Cet article a donc pour but d’analyser la pensée sociale des XIXᵉ et XXᵉ siècles imprégnant les textes autant que la politique de l’époque. Bonne lecture !

Le contexte religieux

Au XIXᵉ siècle

La société d’Ancien Régime, son système de valeurs et sa morale sont presque intégralement définis par la religion catholique. Tout village est organisé autour de l’Église. Le calendrier chrétien des fêtes est la seule source de vacances et de loisirs de la société bourgeoise et paysanne, et la morale est l’apanage de la religion. Mais la fin du XVIIIᵉ siècle vient bouleverser cet acteur incontournable.

Avec la Révolution française, les biens du clergé sont confisqués, privant la communauté religieuse de son important rôle politique pour forger le culte non plus de Dieu, mais de l’Être suprême. Le retour à la religion catholique marque notamment le règne de Napoléon et plus encore la Monarchie de Juillet. Mais le mal est fait. L’Église a perdu de son inaccessibilité et de son pouvoir de fascination.

Si on peut disposer aussi facilement de la religion, la peur de l’Enfer perd de son pouvoir de persuasion. La religion devient bien plus un système de convenances, un élément du quotidien, plutôt qu’une force indétrônable régissant les vies. C’est la « mort de Dieu », selon l’expression de Nietzsche.

La société, et plus encore la société culturelle, entre alors dans un siècle sans religion, sans idéal, qui ne ressent aucun besoin de métaphysique ou d’intériorité. Avec la perte d’une moralité et de codes jugés comme arriérés et étouffants vient une perte d’idéal, un manque d’absolu. Si la vie après la mort est si incertaine, alors la vie terrestre est la seule possible d’être vécue. Les existences misérables ne sont plus justifiées.

Au XXᵉsiècle

Plus encore que la perte de la puissance politique et psychologique de la religion, l’entrée dans le XXᵉ siècle révèle plus encore une impossibilité de poursuivre les croyances, une absurdité de l’existence d’un idéal face à la cruauté du monde.

Le théologien protestant Dietrich Bonhoeffer (1906-1945), tué dans les camps nazis, a ainsi écrit dans ses dernières lettres : « Dieu nous fait savoir qu’il nous faut vivre en tant qu’hommes qui parviennent à vivre sans Dieu. Le Dieu qui est avec nous est celui qui nous abandonne. » Les guerres mondiales ne font que renforcer cette image d’un monde sans Dieu, sans perfection, sans idéal. Cette impossibilité de concilier l’horreur du monde avec l’amour chrétien.

Quelques exemples

Parmi les personnages littéraires les plus connus, trois sont particulièrement représentatifs de cette perte d’idéal moral.

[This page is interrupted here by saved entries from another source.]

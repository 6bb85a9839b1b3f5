use tracing::{debug, error, info, instrument};

use crate::{
	extract::{build_prompt, extract_diagram, strip_fences},
	types::{ContextMessage, LlmError, WeaveError},
	Llm,
};

/// Turns topics into `blockdiag` source by prompting an [`Llm`].
///
/// Holds no per request state; one instance is shared by every request handler.
#[derive(Debug)]
pub struct DiagramWeaver<L: Llm> {
	llm: L,
	model: String,
}

impl<L: Llm> DiagramWeaver<L> {
	/// Creates a new `DiagramWeaver` prompting `model` through `llm`.
	pub fn new(llm: L, model: impl Into<String>) -> Self {
		Self { llm, model: model.into() }
	}

	pub fn llm(&self) -> &L {
		&self.llm
	}

	pub fn model(&self) -> &str {
		&self.model
	}

	/// Generate a `blockdiag` diagram for `topic`.
	///
	/// The topic is trimmed and must not be empty, otherwise [`WeaveError::MissingTopic`] is
	/// returned without contacting the provider.
	///
	/// The first completion of the provider is cleaned of fenced markdown blocks and the first
	/// `blockdiag { ... }` span left over is returned verbatim. When no such span exists the
	/// [`FALLBACK_DIAGRAM`](crate::extract::FALLBACK_DIAGRAM) is returned instead.
	///
	/// Provider failures are returned as [`WeaveError::Upstream`] and never retried.
	#[instrument(skip(self), fields(llm = self.llm.name(), model = %self.model))]
	pub async fn weave(&self, topic: &str) -> Result<String, WeaveError> {
		let topic = topic.trim();
		if topic.is_empty() {
			return Err(WeaveError::MissingTopic)
		}

		info!(topic, "received topic");

		let msgs = vec![ContextMessage::user(build_prompt(topic))];

		let completions = self.llm.prompt(&self.model, msgs).await.map_err(|e| {
			error!("Failed to prompt completion provider: {}", e);
			e
		})?;

		let raw = completions
			.into_iter()
			.next()
			.ok_or(LlmError::NoCompletions)?
			.content
			.map(|content| content.trim().to_string())
			.filter(|content| !content.is_empty())
			.ok_or(LlmError::EmptyContent)?;

		debug!(raw_output = %raw, "received completion");

		let cleaned = strip_fences(&raw);

		debug!(cleaned = %cleaned, "stripped markdown fences");

		let diagram = extract_diagram(&cleaned).to_string();

		debug!(diagram = %diagram, "extracted blockdiag code");

		Ok(diagram)
	}
}
use std::sync::{
	atomic::{AtomicUsize, Ordering},
	Mutex,
};

use async_trait::async_trait;

use crate::*;

/// What a [`MockLlm`] answers with.
#[derive(Debug, Clone)]
pub enum MockReply {
	Completions(Vec<Completion>),
	Failure(String),
}

/// Deterministic [`Llm`] recording every prompt it receives.
#[derive(Debug)]
pub struct MockLlm {
	reply: MockReply,
	calls: AtomicUsize,
	last_request: Mutex<Option<(String, Vec<ContextMessage>)>>,
}

impl MockLlm {
	pub fn new(reply: MockReply) -> Self {
		Self { reply, calls: AtomicUsize::new(0), last_request: Mutex::new(None) }
	}

	/// Answers with a single completion holding `content`.
	pub fn replying(content: &str) -> Self {
		Self::new(MockReply::Completions(vec![Completion::from(Some(content.to_string()))]))
	}

	/// Fails every prompt with `msg`.
	pub fn failing(msg: &str) -> Self {
		Self::new(MockReply::Failure(msg.to_string()))
	}

	pub fn calls(&self) -> usize {
		self.calls.load(Ordering::SeqCst)
	}

	pub fn last_request(&self) -> Option<(String, Vec<ContextMessage>)> {
		self.last_request.lock().unwrap().clone()
	}
}

#[async_trait]
impl Llm for MockLlm {
	fn name(&self) -> &'static str {
		"mock"
	}

	async fn prompt(
		&self,
		model: &str,
		msgs: Vec<ContextMessage>,
	) -> Result<Vec<Completion>, LlmError> {
		self.calls.fetch_add(1, Ordering::SeqCst);
		*self.last_request.lock().unwrap() = Some((model.to_string(), msgs));

		match &self.reply {
			MockReply::Completions(completions) => Ok(completions.clone()),
			MockReply::Failure(msg) => Err(LlmError::Provider(msg.clone())),
		}
	}
}

pub const MOCK_MODEL: &str = "mock-model";

pub fn mock_weaver(llm: MockLlm) -> DiagramWeaver<MockLlm> {
	DiagramWeaver::new(llm, MOCK_MODEL)
}
//! Prompt construction and post-processing of the raw completion text.
//!
//! The model is asked for a bare `blockdiag { ... }` block, but nothing forces it to comply.
//! Replies are cleaned by dropping every fenced markdown block and then scanning for the first
//! `blockdiag` block. Nested braces are not understood: the match ends at the first `}`.

use lazy_static::lazy_static;
use regex::Regex;

/// Diagram returned when the completion holds no recognizable `blockdiag` block.
pub const FALLBACK_DIAGRAM: &str = "blockdiag { A -> B; B -> C }";

lazy_static! {
	/// Triple backtick fenced spans, shortest match so adjacent fences are removed separately.
	static ref FENCE_RE: Regex = Regex::new(r"(?s)```.*?```").expect("fence pattern is valid");
	static ref BLOCKDIAG_RE: Regex =
		Regex::new(r"blockdiag\s*\{[^}]+\}").expect("blockdiag pattern is valid");
}

/// Builds the instruction sent to the model for `topic`.
pub fn build_prompt(topic: &str) -> String {
	format!(
		"Write only a valid blockdiag diagram in the format:\n\
		 blockdiag {{ ... }}\n\
		 Do not add explanations or markdown fences. \
		 Just output the diagram only. \
		 Topic: {}",
		topic
	)
}

/// Removes all fenced code blocks from `raw` and trims what is left.
pub fn strip_fences(raw: &str) -> String {
	FENCE_RE.replace_all(raw, "").trim().to_string()
}

/// Returns the first `blockdiag { ... }` span of `cleaned`, or [`FALLBACK_DIAGRAM`].
pub fn extract_diagram(cleaned: &str) -> &str {
	BLOCKDIAG_RE.find(cleaned).map(|m| m.as_str()).unwrap_or(FALLBACK_DIAGRAM)
}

Emma Bovary, dans le roman éponyme de Flaubert, vit dans un monde d’idéal perdu, en l’occurrence d’un idéal d’amour. Elle se refusera à l’abandonner, quitte à se réfugier dans le vice puis dans le suicide, plutôt que d’accepter sa vie morne de bourgeoise de campagne comme finalité de la vie. Le roman entier est marqué de cette perte d’idéal, ce besoin de plus, d’absolu qui ne peut pas être répondu du fait de la disparition du culte de l’être parfait, absolu et divin.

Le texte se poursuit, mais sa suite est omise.